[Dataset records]
//! Sync merge engine.
//!
//! Conversation and project records are last-writer-wins on `updated_at`
//! (strictly newer remote wins, ties keep local). Messages of a conversation
//! that is replaced or inserted are an append-only union by id: local
//! messages stay in place and remote-only ones are appended. Nothing local is
//! ever removed, so deletions do not propagate.

use std::collections::HashSet;

use crate::{
    events::StoreEvent,
    model::{Conversation, MessageStatus, Project},
    state::AppState,
    store::Store,
};

/// What a merge changed
#[derive(Debug, Clone, Default, PartialEq, Eq)]
pub struct MergeReport {
    pub conversations_inserted: Vec<String>,
    pub conversations_updated: Vec<String>,
    pub projects_inserted: Vec<String>,
    pub projects_updated: Vec<String>,
    pub messages_added: usize,
}

impl MergeReport {
    pub fn is_empty(&self) -> bool {
        self.conversations_inserted.is_empty()
            && self.conversations_updated.is_empty()
            && self.projects_inserted.is_empty()
            && self.projects_updated.is_empty()
    }

    pub fn conversations_changed(&self) -> usize {
        self.conversations_inserted.len() + self.conversations_updated.len()
    }

    pub fn projects_changed(&self) -> usize {
        self.projects_inserted.len() + self.projects_updated.len()
    }
}

/// Remote copy of a conversation with messages still being generated on the
/// other device left out; they arrive once finalized there.
fn settled_copy(remote: &Conversation) -> Conversation {
    let mut copy = remote.clone();
    copy.messages.retain(|m| m.status != MessageStatus::Sending);
    copy
}

/// Merge a remote snapshot into `state`
pub fn merge_snapshot(
    state: &mut AppState,
    remote_conversations: &[Conversation],
    remote_projects: &[Project],
) -> MergeReport {
    let mut report = MergeReport::default();

    for remote in remote_conversations {
        match state.conversation_mut(&remote.id) {
            None => {
                let incoming = settled_copy(remote);
                report.messages_added += incoming.messages.len();
                report.conversations_inserted.push(incoming.id.clone());
                state.conversations.push(incoming);
            }
            Some(local) if remote.updated_at > local.updated_at => {
                let mut incoming = settled_copy(remote);
                let known: HashSet<&str> = local.messages.iter().map(|m| m.id.as_str()).collect();
                incoming.messages.retain(|m| !known.contains(m.id.as_str()));
                report.messages_added += incoming.messages.len();

                let mut messages = std::mem::take(&mut local.messages);
                messages.append(&mut incoming.messages);
                incoming.messages = messages;
                *local = incoming;
                report.conversations_updated.push(remote.id.clone());
            }
            Some(_) => {}
        }
    }

    for remote in remote_projects {
        match state.project_mut(&remote.id) {
            None => {
                report.projects_inserted.push(remote.id.clone());
                state.projects.push(remote.clone());
            }
            Some(local) if remote.updated_at > local.updated_at => {
                *local = remote.clone();
                report.projects_updated.push(remote.id.clone());
            }
            Some(_) => {}
        }
    }

    report
}

impl Store {
    /// Merge data pushed by a sync peer. Publishes a single `Merged` event
    /// when anything changed.
    pub fn merge_remote(&self, conversations: &[Conversation], projects: &[Project]) -> MergeReport {
        let report = self.update(|inner| {
            let report = merge_snapshot(&mut inner.state, conversations, projects);
            if !report.is_empty() {
                inner.emit(StoreEvent::Merged {
                    conversations: report.conversations_changed(),
                    projects: report.projects_changed(),
                });
            }
            report
        });
        if !report.is_empty() {
            tracing::info!(
                "Merged {} conversation(s), {} project(s), {} new message(s)",
                report.conversations_changed(),
                report.projects_changed(),
                report.messages_added
            );
        }
        report
    }
}

#[cfg(test)]
mod tests {
    use super::*;
    use crate::model::Message;
    use chrono::Duration;

    fn conversation_with(messages: Vec<Message>) -> Conversation {
        let mut conv = Conversation::new("llama3");
        conv.messages = messages;
        conv
    }

    fn message_counts(state: &AppState) -> Vec<(String, usize)> {
        state
            .conversations
            .iter()
            .map(|c| (c.id.clone(), c.messages.len()))
            .collect()
    }

    #[test]
    fn test_newer_remote_adds_reply() {
        let a = Message::user("hi");
        let local = conversation_with(vec![a.clone()]);
        let mut remote = local.clone();
        let b = Message::assistant("hello");
        remote.messages.push(b.clone());
        remote.updated_at = local.updated_at + Duration::seconds(5);

        let mut state = AppState::default();
        state.conversations.push(local);
        let report = merge_snapshot(&mut state, &[remote.clone()], &[]);

        let merged = &state.conversations[0];
        let ids: Vec<&str> = merged.messages.iter().map(|m| m.id.as_str()).collect();
        assert_eq!(ids, vec![a.id.as_str(), b.id.as_str()]);
        assert_eq!(merged.updated_at, remote.updated_at);
        assert_eq!(report.messages_added, 1);
        assert_eq!(report.conversations_updated, vec![remote.id.clone()]);
    }

    #[test]
    fn test_union_keeps_local_only_messages() {
        let shared = Message::user("hi");
        let mut local = conversation_with(vec![shared.clone(), Message::assistant("local reply")]);
        local.title = "Local".into();
        let mut remote = conversation_with(vec![shared, Message::assistant("remote reply")]);
        remote.id = local.id.clone();
        remote.title = "Remote".into();
        remote.updated_at = local.updated_at + Duration::seconds(1);

        let mut state = AppState::default();
        state.conversations.push(local);
        merge_snapshot(&mut state, &[remote], &[]);

        let merged = &state.conversations[0];
        assert_eq!(merged.title, "Remote");
        let contents: Vec<&str> = merged.messages.iter().map(|m| m.content.as_str()).collect();
        assert_eq!(contents, vec!["hi", "local reply", "remote reply"]);
    }

    #[test]
    fn test_older_or_equal_remote_is_ignored() {
        let local = conversation_with(vec![Message::user("hi")]);
        let mut older = local.clone();
        older.title = "Stale".into();
        older.messages.push(Message::assistant("never seen"));
        older.updated_at = local.updated_at - Duration::seconds(1);
        let mut tied = older.clone();
        tied.updated_at = local.updated_at;

        let mut state = AppState::default();
        state.conversations.push(local.clone());
        assert!(merge_snapshot(&mut state, &[older, tied], &[]).is_empty());
        assert_eq!(state.conversations[0], local);
    }

    #[test]
    fn test_unknown_conversation_inserted() {
        let remote = conversation_with(vec![Message::user("from phone")]);
        let mut state = AppState::default();
        let report = merge_snapshot(&mut state, &[remote.clone()], &[]);
        assert_eq!(report.conversations_inserted, vec![remote.id.clone()]);
        assert_eq!(state.conversation(&remote.id), Some(&remote));
    }

    #[test]
    fn test_merge_is_idempotent() {
        let local = conversation_with(vec![Message::user("hi")]);
        let mut remote = local.clone();
        remote.messages.push(Message::assistant("hello"));
        remote.updated_at = local.updated_at + Duration::seconds(2);
        let other = conversation_with(vec![Message::user("other")]);
        let mut project = Project::new("Shared");
        project.updated_at += Duration::seconds(3);

        let mut state = AppState::default();
        state.conversations.push(local);
        let remote_convs = vec![remote, other];
        let remote_projects = vec![project];

        merge_snapshot(&mut state, &remote_convs, &remote_projects);
        let once = state.clone();
        let report = merge_snapshot(&mut state, &remote_convs, &remote_projects);
        assert!(report.is_empty());
        assert_eq!(state, once);
    }

    #[test]
    fn test_merge_never_shrinks_message_lists() {
        let local = conversation_with(vec![
            Message::user("1"),
            Message::assistant("2"),
            Message::user("3"),
        ]);
        let mut remote = local.clone();
        remote.messages.truncate(1);
        remote.updated_at = local.updated_at + Duration::seconds(10);

        let mut state = AppState::default();
        state.conversations.push(local);
        let before = message_counts(&state);
        merge_snapshot(&mut state, &[remote], &[]);
        assert_eq!(message_counts(&state), before);
    }

    #[test]
    fn test_remote_messages_in_progress_are_skipped() {
        let local = conversation_with(vec![Message::user("hi")]);
        let mut remote = local.clone();
        let mut partial = Message::placeholder("llama3");
        partial.content = "hal".into();
        remote.messages.push(partial);
        remote.updated_at = local.updated_at + Duration::seconds(1);

        let mut state = AppState::default();
        state.conversations.push(local);
        let report = merge_snapshot(&mut state, &[remote], &[]);
        assert_eq!(report.messages_added, 0);
        assert_eq!(state.conversations[0].messages.len(), 1);
    }

    #[test]
    fn test_project_rename_later_wins_in_either_order() {
        let base = Project::new("Original");
        let mut device_a = base.clone();
        device_a.name = "Renamed on A".into();
        device_a.updated_at = base.updated_at + Duration::seconds(1);
        let mut device_b = base.clone();
        device_b.name = "Renamed on B".into();
        device_b.updated_at = base.updated_at + Duration::seconds(2);

        // A receives B's snapshot
        let mut on_a = AppState::default();
        on_a.projects.push(device_a.clone());
        merge_snapshot(&mut on_a, &[], &[device_b.clone()]);

        // B receives A's snapshot
        let mut on_b = AppState::default();
        on_b.projects.push(device_b.clone());
        merge_snapshot(&mut on_b, &[], &[device_a]);

        assert_eq!(on_a.projects[0].name, "Renamed on B");
        assert_eq!(on_b.projects[0].name, "Renamed on B");
        assert_eq!(on_a.projects, on_b.projects);
    }

    #[test]
    fn test_store_merge_publishes_once() {
        let store = Store::default();
        let mut rx = store.subscribe();
        let remote = conversation_with(vec![Message::user("hi")]);

        let report = store.merge_remote(&[remote.clone()], &[]);
        assert_eq!(report.conversations_changed(), 1);
        assert_eq!(
            rx.try_recv().unwrap(),
            StoreEvent::Merged {
                conversations: 1,
                projects: 0
            }
        );

        assert!(store.merge_remote(&[remote], &[]).is_empty());
        assert!(rx.try_recv().is_err());
    }
}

▶ Your instructions:
Would you copy out each line of the records above where the word "inner" occurs?

▶ Written answer:
        let report = self.update(|inner| {
            let report = merge_snapshot(&mut inner.state, conversations, projects);
                inner.emit(StoreEvent::Merged {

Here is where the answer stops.